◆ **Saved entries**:
###
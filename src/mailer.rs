//! Outbound transactional email.

use std::sync::Arc;

use async_trait::async_trait;
use serde::Serialize;
use tera::Context;

use crate::error::{AppError, AppResult};
use crate::http_client::HttpClient;
use crate::web::templates::Templates;

#[derive(Debug, Clone, PartialEq, Serialize)]
pub struct Email {
    pub from: String,
    pub to: Vec<String>,
    pub subject: String,
    pub html: String,
    #[serde(skip_serializing_if = "Option::is_none")]
    pub reply_to: Option<String>,
}

#[async_trait]
pub trait Mailer: Send + Sync {
    async fn send(&self, email: &Email) -> AppResult<()>;
}

/// Sends through a Resend-compatible `POST /emails` endpoint.
pub struct ResendMailer {
    client: HttpClient,
    api_url: String,
    api_key: String,
}

impl ResendMailer {
    pub fn new(api_url: String, api_key: String) -> Self {
        Self {
            client: HttpClient::new(),
            api_url,
            api_key,
        }
    }
}

#[async_trait]
impl Mailer for ResendMailer {
    async fn send(&self, email: &Email) -> AppResult<()> {
        let response = self
            .client
            .post_json_with_bearer(&self.api_url, &self.api_key, email)
            .await
            .map_err(|e| AppError::Mail(format!("request failed: {}", e)))?;

        let status = response.status();
        if !status.is_success() {
            let body = response.text().await.unwrap_or_default();
            return Err(AppError::Mail(format!("provider returned {}: {}", status, body)));
        }

        tracing::info!("Email sent: to={:?}, subject={}", email.to, email.subject);
        Ok(())
    }
}

/// Used when no API key is configured: the message is only logged.
pub struct LogMailer;

#[async_trait]
impl Mailer for LogMailer {
    async fn send(&self, email: &Email) -> AppResult<()> {
        tracing::info!(
            "Email delivery disabled, would send: to={:?}, subject={}",
            email.to,
            email.subject
        );
        Ok(())
    }
}

/// Sends notifications to the dealership inbox. Bodies are rendered from the
/// embedded email templates. Delivery is best-effort: failures are logged and
/// swallowed so they never undo the write that triggered them.
#[derive(Clone)]
pub struct Notifier {
    mailer: Arc<dyn Mailer>,
    templates: Arc<Templates>,
    from: String,
    inbox: String,
}

impl Notifier {
    pub fn new(
        mailer: Arc<dyn Mailer>,
        templates: Arc<Templates>,
        from: String,
        inbox: String,
    ) -> Self {
        Self {
            mailer,
            templates,
            from,
            inbox,
        }
    }

    /// Returns whether the provider accepted the message.
    pub async fn notify_inbox(
        &self,
        subject: String,
        template: &str,
        context: &Context,
        reply_to: Option<String>,
    ) -> bool {
        let html = match self.templates.render(template, context) {
            Ok(html) => html,
            Err(e) => {
                tracing::error!(
                    "Notification email render failed: template={}, error={}",
                    template,
                    e
                );
                return false;
            }
        };
        let email = Email {
            from: self.from.clone(),
            to: vec![self.inbox.clone()],
            subject,
            html,
            reply_to,
        };
        match self.mailer.send(&email).await {
            Ok(()) => true,
            Err(e) => {
                tracing::error!("Notification email failed: subject={}, error={}", email.subject, e);
                false
            }
        }
    }
}

#[cfg(test)]
pub(crate) mod tests {
    use super::*;
    use std::sync::Mutex;

    /// Records messages; fails every send when `fail` is set.
    #[derive(Default)]
    pub(crate) struct RecordingMailer {
        pub sent: Mutex<Vec<Email>>,
        pub fail: bool,
    }

    #[async_trait]
    impl Mailer for RecordingMailer {
        async fn send(&self, email: &Email) -> AppResult<()> {
            if self.fail {
                return Err(AppError::Mail("provider unavailable".into()));
            }
            self.sent.lock().unwrap().push(email.clone());
            Ok(())
        }
    }

    /// Inbox notifier over the embedded templates.
    pub(crate) fn notifier(mailer: Arc<RecordingMailer>) -> Notifier {
        Notifier::new(
            mailer,
            Arc::new(Templates::new().unwrap()),
            "noreply@example.com".into(),
            "sales@example.com".into(),
        )
    }

    #[tokio::test]
    async fn test_unknown_template_is_not_sent() {
        let mailer = Arc::new(RecordingMailer::default());
        let sent = notifier(mailer.clone())
            .notify_inbox("s".into(), "missing.html", &Context::new(), None)
            .await;
        assert!(!sent);
        assert!(mailer.sent.lock().unwrap().is_empty());
    }

    #[test]
    fn test_email_serializes_in_provider_shape() {
        let email = Email {
            from: "Dealer <noreply@example.com>".into(),
            to: vec!["sales@example.com".into()],
            subject: "New enquiry".into(),
            html: "<p>hi</p>".into(),
            reply_to: None,
        };
        let json = serde_json::to_value(&email).unwrap();
        assert_eq!(json["to"][0], "sales@example.com");
        assert!(json.get("reply_to").is_none());
    }

    #[tokio::test]
    async fn test_log_mailer_never_fails() {
        let email = Email {
            from: "a@b.c".into(),
            to: vec!["d@e.f".into()],
            subject: "s".into(),
            html: String::new(),
            reply_to: Some("g@h.i".into()),
        };
        assert!(LogMailer.send(&email).await.is_ok());
    }
}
###
◆ **EXERCISE OBJECTIVE**: Where a line of the records contains the word "html", copy that line.

◆ **ANSWER TO THIS PROBLEM**:
    pub html: String,
        let html = match self.templates.render(template, context) {
            Ok(html) => html,
            html,
            .notify_inbox("s".into(), "missing.html", &Context::new(), None)
            html: "<p>hi</p>".into(),
            html: String::new(),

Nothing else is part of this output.